While Homeowner Association (HOA) liens for unpaid assessments typically have priority over second mortgages and other junior liens (because the HOA liens may “relate back to” the HOAs’ previously-recorded declarations), first mortgages receive special treatment in various states, such as Minnesota. Despite that special treatment, HOAs often demand payment of substantial bills by lenders foreclosing first mortgages. In addition to the regular monthly dues, the HOA bills may come riddled with line items for special assessments, attorneys’ fees, late charges, interest, and more that may not be the responsibility of the lender to pay. When the bills threaten to delay sale closings, lenders must quickly decide whether to pay the bills or delay matters, potentially losing sales, to challenge the HOA’s invoices.
As an example, Minnesota law generally provides a clear outline of what charges must be paid by foreclosing lenders. The foreclosing lender for a first mortgage is only required to initially pay the “unpaid assessments for common expenses levied which ‘became due,’ without acceleration, during the six months immediately preceding the end of the owner’s period of redemption.” The lender is not responsible for late charges and attorneys’ fees assessed during or prior to this six-month look-back period, because the Minnesota HOA statute specifically omits these amounts in the list of allowed charges.
Unfortunately, unscrupulous or ill-informed HOAs may add all of the unpaid association dues, late charges, and attorneys’ fees to bills regardless of their timing. Often, these unlawful charges are paid by lenders who are too busy to challenge every line item. When an HOA bill looks suspect, a lender should determine what assessments are legally allowable before making payment. It may be more cost effective for a lender to hire an attorney for an invoice review and challenge, than to repeatedly pay substantial sums that are avoidable.

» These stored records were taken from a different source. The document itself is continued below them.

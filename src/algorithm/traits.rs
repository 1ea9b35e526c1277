use crate::error::Result;
use crate::keys::Key;

/// Core algorithm trait that all JWT signature algorithms implement
///
/// Implementations check that the key variant fits the algorithm and report
/// [`Error::KeyTypeMismatch`](crate::Error::KeyTypeMismatch) otherwise.
pub trait Algorithm {
    /// The algorithm identifier (e.g., "HS256", "PS256")
    fn name(&self) -> &'static str;

    /// Sign the signing input (header.payload) and return the raw signature
    fn sign(&self, signing_input: &str, key: &Key) -> Result<Vec<u8>>;

    /// Verify a raw signature over the signing input
    fn verify(&self, signing_input: &str, signature: &[u8], key: &Key) -> Result<()>;
}

/// Type alias for boxed algorithm trait objects
pub type SignatureAlgorithm = Box<dyn Algorithm + Send + Sync>;

/// Get the signature algorithm for the given algorithm ID
pub fn get_algorithm(algorithm: &super::AlgorithmId) -> SignatureAlgorithm {
    match algorithm {
        super::AlgorithmId::HS256 => Box::new(super::hmac::HS256),
        super::AlgorithmId::HS384 => Box::new(super::hmac::HS384),
        super::AlgorithmId::HS512 => Box::new(super::hmac::HS512),

        super::AlgorithmId::RS256 => Box::new(super::rsa::RS256),
        super::AlgorithmId::RS384 => Box::new(super::rsa::RS384),
        super::AlgorithmId::RS512 => Box::new(super::rsa::RS512),

        super::AlgorithmId::PS256 => Box::new(super::rsa::PS256),
        super::AlgorithmId::PS384 => Box::new(super::rsa::PS384),
        super::AlgorithmId::PS512 => Box::new(super::rsa::PS512),

        super::AlgorithmId::ES256 => Box::new(super::ecdsa::ES256),
        super::AlgorithmId::ES384 => Box::new(super::ecdsa::ES384),
        super::AlgorithmId::ES512 => Box::new(super::ecdsa::ES512),
    }
}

Of course, once the first mortgage holder completes foreclosure and that lender becomes the outright owner of the HOA property, that party must timely pay all HOA dues and assessments going forward. If those assessments become delinquent, the lender or its successor would become subject to collection costs, including attorneys’ fees, similar to any other unit owner, as well as foreclosure by the HOA. As soon as the redemption period expires in redemption states, or the lender becomes the outright owner of the property through other means, the lender should ensure the HOA is contacted and that the HOA account is kept current.

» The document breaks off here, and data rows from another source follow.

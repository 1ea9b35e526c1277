//! # tkn - Mint and Verify JSON Web Tokens
//!
//! > Build, sign and verify JWTs from a YAML or JSON description.
//!
//! **tkn** turns a small description of a token (headers and payload) into a
//! signed JWT in compact JWS serialization, and verifies such tokens again.
//! It is meant for development and testing: creating tokens for a local API,
//! reproducing a token from a bug report, or checking what a service accepts.
//!
//! ## Overview
//!
//! Minting a token runs through four steps, each with its own error:
//!
//! ```text
//! validate_params(alg, secret, key_path, description_path)
//!     │                           ──► UnknownAlgorithm / InvalidPath /
//!     ▼                               MissingSecret / MissingKeyPath
//! Token::new(options) / TokenBuilder
//!     │                           ──► ConstructionRejected
//!     ▼
//! Token::sign(key, alg)           ──► SignFailed
//!     │
//!     ▼
//! SignedToken ── parse(token, key, alg) ──► VerificationFailed
//! ```
//!
//! Parameter validation never touches the filesystem, so a request can be
//! rejected before any file is read or key is parsed. Verification reports a
//! single [`Error::VerificationFailed`] for every failure: a wrong key, a
//! different algorithm and a corrupted segment look the same to the caller.
//!
//! ## Quick Start
//!
//! ```
//! use tkn::*;
//!
//! validate_params("HS256", "s3cr3t-value", "", "token.yaml")?;
//!
//! let token = Token::new([
//!     with_claims([("iss", "admin"), ("sub", "1337")]),
//!     with_headers([("kid", "1234")]),
//! ])?;
//!
//! let key = Key::symmetric("s3cr3t-value");
//! let signed = token.sign(&key, AlgorithmId::HS256)?;
//!
//! let verified = parse(&signed, &key, AlgorithmId::HS256)?;
//! assert_eq!(verified.claims(), token.claims());
//! # Ok::<(), tkn::Error>(())
//! ```
//!
//! ## Algorithm Support
//!
//! All algorithms implement a common `Algorithm` trait:
//!
//! - **HMAC** (shared secret): HS256, HS384, HS512
//! - **RSASSA-PKCS1-v1_5**: RS256, RS384, RS512
//! - **RSASSA-PSS**: PS256, PS384, PS512
//! - **ECDSA**: ES256 (P-256), ES384 (P-384), ES512 (P-521)
//!
//! Use [`needs_secret`] or [`AlgorithmId::key_class`] to tell which kind of
//! key material an algorithm signs with.
//!
//! ## Keys
//!
//! ```ignore
//! // HMAC
//! Key::symmetric(b"your-256-bit-secret")
//!
//! // RSA / ECDSA private keys from PEM files
//! keys::pem::load_private_key("private.pem", AlgorithmId::RS256)?
//!
//! // Public half for verification, as SPKI PEM
//! keys::pem::public_key_pem(&key)?
//! ```
//!
//! ## Registered Names
//!
//! Registered claims and headers must carry the type RFC 7519 and RFC 7515
//! give them (`sub` is a string, `exp` a number, `crit` an array of strings,
//! and so on). A description with `sub: 1337` is rejected at construction.
//! Temporal claims are carried as given and are not checked against a clock.
//!
//! ## Security
//!
//! ### Algorithm Confusion Prevention
//!
//! Verification takes the expected algorithm from the caller. A token whose
//! `alg` header names another algorithm (including `"none"`) is rejected.
//!
//! ### Timing Attack Protection
//!
//! HMAC signature verification uses constant-time comparison via the [`constant_time_eq`](https://crates.io/crates/constant_time_eq)
//! crate.
//!
//! ## References
//!
//! - [RFC 7515](https://datatracker.ietf.org/doc/html/rfc7515): JSON Web Signature (JWS)
//! - [RFC 7519](https://datatracker.ietf.org/doc/html/rfc7519): JSON Web Token (JWT)

// Core modules
pub mod error;
mod limits;
pub mod utils;

// Algorithm system
pub mod algorithm;
pub mod keys;

// Parameter validation
pub mod validate;

// Token types
pub mod description;
pub mod token;

// ============================================================================
// PUBLIC API
// ============================================================================

// Minting and verification flow
pub use description::TokenDescription;
pub use token::{parse, with_claims, with_headers, SignedToken, Token, TokenBuilder, TokenOption};
pub use validate::validate_params;

// Supporting types
pub use algorithm::{needs_secret, AlgorithmId, KeyClass};
pub use error::{Error, Result};
pub use keys::{EcdsaCurve, Key};

#[cfg(test)]
mod integration_tests {
    use super::*;
    use rsa::pkcs8::EncodePrivateKey;

    fn rsa_key() -> Key {
        let mut rng = rand::thread_rng();
        let private = rsa::RsaPrivateKey::new(&mut rng, 2048).expect("Failed to generate RSA key");
        let der = private.to_pkcs8_der().expect("Failed to encode PKCS#8");
        Key::rsa_pkcs8(der.as_bytes()).expect("Failed to load key")
    }

    fn public_of(key: &Key) -> Key {
        Key::rsa_public(key.rsa_public_der().unwrap().to_vec())
    }

    fn scenario_token() -> Token {
        Token::new([
            with_claims([("iss", "admin"), ("sub", "1337")]),
            with_headers([("kid", "1234")]),
        ])
        .expect("Construction failed")
    }

    #[test]
    fn test_full_flow_hmac() {
        validate_params("HS256", "s3cr3t-value", "", "token.yaml").expect("Validation failed");

        let token = scenario_token();
        let key = Key::symmetric("s3cr3t-value");
        let signed = token.sign(&key, AlgorithmId::HS256).expect("Sign failed");

        let parsed = parse(&signed, &key, AlgorithmId::HS256).expect("Parse failed");
        assert_eq!(parsed.claims(), token.claims());
        assert_eq!(parsed.key_id(), Some("1234"));

        let wrong = Key::symmetric("wrong");
        assert_eq!(
            parse(&signed, &wrong, AlgorithmId::HS256),
            Err(Error::VerificationFailed)
        );
    }

    #[test]
    fn test_full_flow_rsa() {
        validate_params("RS256", "", "private.pem", "token.yaml").expect("Validation failed");

        let token = scenario_token();
        let key = rsa_key();
        let signed = token.sign(&key, AlgorithmId::RS256).expect("Sign failed");

        let parsed = signed
            .verify(&public_of(&key), AlgorithmId::RS256)
            .expect("Verification failed");
        assert_eq!(parsed.claims(), token.claims());

        let unrelated = public_of(&rsa_key());
        assert_eq!(
            signed.verify(&unrelated, AlgorithmId::RS256),
            Err(Error::VerificationFailed)
        );
    }

    #[test]
    fn test_description_flow() {
        let description = TokenDescription::from_yaml(
            "headers:\n  kid: \"1234\"\npayload:\n  iss: admin\n  sub: \"1337\"\n",
        )
        .unwrap();

        let token = description.into_token().unwrap();
        assert_eq!(token, scenario_token());
    }

    #[test]
    fn test_rejected_token_is_never_signed() {
        let result = Token::new([with_claims([("sub", 1337)])]);
        assert!(matches!(result, Err(Error::ConstructionRejected(_))));
    }
}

Certain associations may also strategically time when they levy special assessments to try to get lenders on the hook for those expenses. For example, consider the instance when an abandoned, mortgaged HOA unit has a fire in one year causing the HOA to incur costs for repairing that unit, but the lender does not foreclose its mortgage until the following year. The HOA may delay levying the repair costs until after the mortgage foreclosure sale. Since the HOA lien statute may not define when those repair costs actually “became due,” it may be unclear without court intervention whether the lender is truly obligated to pay those assessments.
A foreclosing lender who claims a first mortgage position should also ensure that property records are consistent with that senior lien claim as early as possible. This is particularly true in non-judicial foreclosure states, where senior liens can potentially foreclose and wipe out junior liens without notice. If an HOA forecloses its own lien and has a sheriff’s sale, all junior mortgage liens that fail to redeem from the HOA’s foreclosure, where applicable, will become wiped out. If there is a previous mortgage that was paid off by the intended first mortgage, but not properly satisfied or released of record, the intended first mortgage could be deemed a second mortgage and wiped out by an HOA lien foreclosure. This same result could also occur when intended first and second mortgages are recorded in the wrong order. A Minnesota court recently decided that the priority order of liens may be set as soon as the HOA’s sheriff’s sale is completed, preventing the lender from establishing priority later through a judicial action.
Mortgage holders should record Request for Notice documents for prior lien foreclosures wherever applicable. In certain states such as Minnesota, these Request for Notice documents must be recorded separately from the mortgage. Importantly, mortgage holders should also diligently review any foreclosure notices immediately upon receipt—as well as related property records. Lenders should never assume they hold first mortgages until after they have reviewed property records confirming that status.
If a lender does successfully challenge an HOA through litigation, it is possible in certain jurisdictions that the lender can recover attorneys’ fees and litigation costs. In various jurisdictions, a court may award reasonable attorneys’ fees and litigation costs to the “prevailing party.” Moreover, if the lender is able to establish that the HOA willfully failed to comply with the HOA statutes, the court may award punitive damages as well in certain jurisdictions, such as Minnesota.
In sum, lenders need to be wary of HOA liens and their foreclosures, and act quickly to spot and resolve issues as soon as they arise. Otherwise, lenders may end up paying significant and unnecessary costs to HOAs, or worse, lose their liens entirely to HOA lien foreclosures.